TASK BRIEF ▸ Verbatim, and with nothing else, reproduce the data below from its first line through the line containing "a completion. The".

Collected data entries
*** Block opens ***
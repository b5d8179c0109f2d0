// This Source Code Form is subject to the terms of the Mozilla Public
// License, v. 2.0. If a copy of the MPL was not distributed with this
// file, You can obtain one at https://mozilla.org/MPL/2.0/.
//
// Copyright (c) 2025 Pegasus Heavy Industries, LLC

//! Completion records.
//!
//! Every statement, and every compiled unit, finishes with a completion. The
//! enclosing code inspects the kind to decide whether control continues,
//! jumps to a loop or label exit, or propagates outward.

use crate::runtime::Value;
use serde::{Deserialize, Serialize};
use std::fmt;

/// The outcome category of a statement.
#[derive(Debug, Clone, Copy, PartialEq, Eq, Hash, Serialize, Deserialize)]
pub enum CompletionKind {
    Normal,
    Break,
    Continue,
    Return,
    Throw,
}

impl CompletionKind {
    pub fn name(self) -> &'static str {
        match self {
            CompletionKind::Normal => "NORMAL",
            CompletionKind::Break => "BREAK",
            CompletionKind::Continue => "CONTINUE",
            CompletionKind::Return => "RETURN",
            CompletionKind::Throw => "THROW",
        }
    }
}

impl fmt::Display for CompletionKind {
    fn fmt(&self, f: &mut fmt::Formatter<'_>) -> fmt::Result {
        f.write_str(self.name())
    }
}

/// A completion record: kind, optional value, optional label target.
///
/// `target` is only meaningful for BREAK and CONTINUE; `None` there means
/// the nearest enclosing loop (or switch, for BREAK).
#[derive(Debug, Clone, PartialEq)]
pub struct Completion {
    pub kind: CompletionKind,
    pub value: Option<Value>,
    pub target: Option<String>,
}

impl Completion {
    /// NORMAL with no value.
    pub fn normal() -> Self {
        Self {
            kind: CompletionKind::Normal,
            value: None,
            target: None,
        }
    }

    pub fn normal_with(value: Value) -> Self {
        Self {
            kind: CompletionKind::Normal,
            value: Some(value),
            target: None,
        }
    }

    pub fn break_to(target: Option<String>) -> Self {
        Self {
            kind: CompletionKind::Break,
            value: None,
            target,
        }
    }

    pub fn continue_to(target: Option<String>) -> Self {
        Self {
            kind: CompletionKind::Continue,
            value: None,
            target,
        }
    }

    pub fn return_with(value: Value) -> Self {
        Self {
            kind: CompletionKind::Return,
            value: Some(value),
            target: None,
        }
    }

    pub fn throw(value: Value) -> Self {
        Self {
            kind: CompletionKind::Throw,
            value: Some(value),
            target: None,
        }
    }

    pub fn is_abrupt(&self) -> bool {
        self.kind != CompletionKind::Normal
    }

    /// Folds this statement's completion into a running statement-list
    /// result: the newest value wins, an absent value keeps the previous one.
    pub fn update_empty(self, previous: Option<Value>) -> Self {
        Self {
            value: self.value.or(previous),
            ..self
        }
    }

    /// The carried value, or undefined.
    pub fn value_or_undefined(&self) -> Value {
        self.value.clone().unwrap_or(Value::Undefined)
    }
}

/// The statement labels attached to a loop, switch or labeled statement.
#[derive(Debug, Clone, PartialEq, Eq, Default, Serialize, Deserialize)]
pub struct LabelSet {
    pub names: Vec<String>,
}

impl LabelSet {
    pub fn new(names: Vec<String>) -> Self {
        Self { names }
    }

    pub fn single(name: impl Into<String>) -> Self {
        Self {
            names: vec![name.into()],
        }
    }

    pub fn contains(&self, name: &str) -> bool {
        self.names.iter().any(|n| n == name)
    }

    /// Whether a loop or switch owning this set handles a BREAK or CONTINUE
    /// with `target`: unlabeled ones always, labeled ones when named here.
    pub fn handles(&self, target: Option<&str>) -> bool {
        target.is_none_or(|name| self.contains(name))
    }

    pub fn is_empty(&self) -> bool {
        self.names.is_empty()
    }
}

impl fmt::Display for LabelSet {
    fn fmt(&self, f: &mut fmt::Formatter<'_>) -> fmt::Result {
        write!(f, "[{}]", self.names.join(", "))
    }
}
*** Block closes ***
SOLUTION TO THIS PROBLEM ▸
repository b5d8179c0109f2d0
// This Source Code Form is subject to the terms of the Mozilla Public
// License, v. 2.0. If a copy of the MPL was not distributed with this
// file, You can obtain one at https://mozilla.org/MPL/2.0/.
//
// Copyright (c) 2025 Pegasus Heavy Industries, LLC

//! Completion records.
//!
//! Every statement, and every compiled unit, finishes with a completion. The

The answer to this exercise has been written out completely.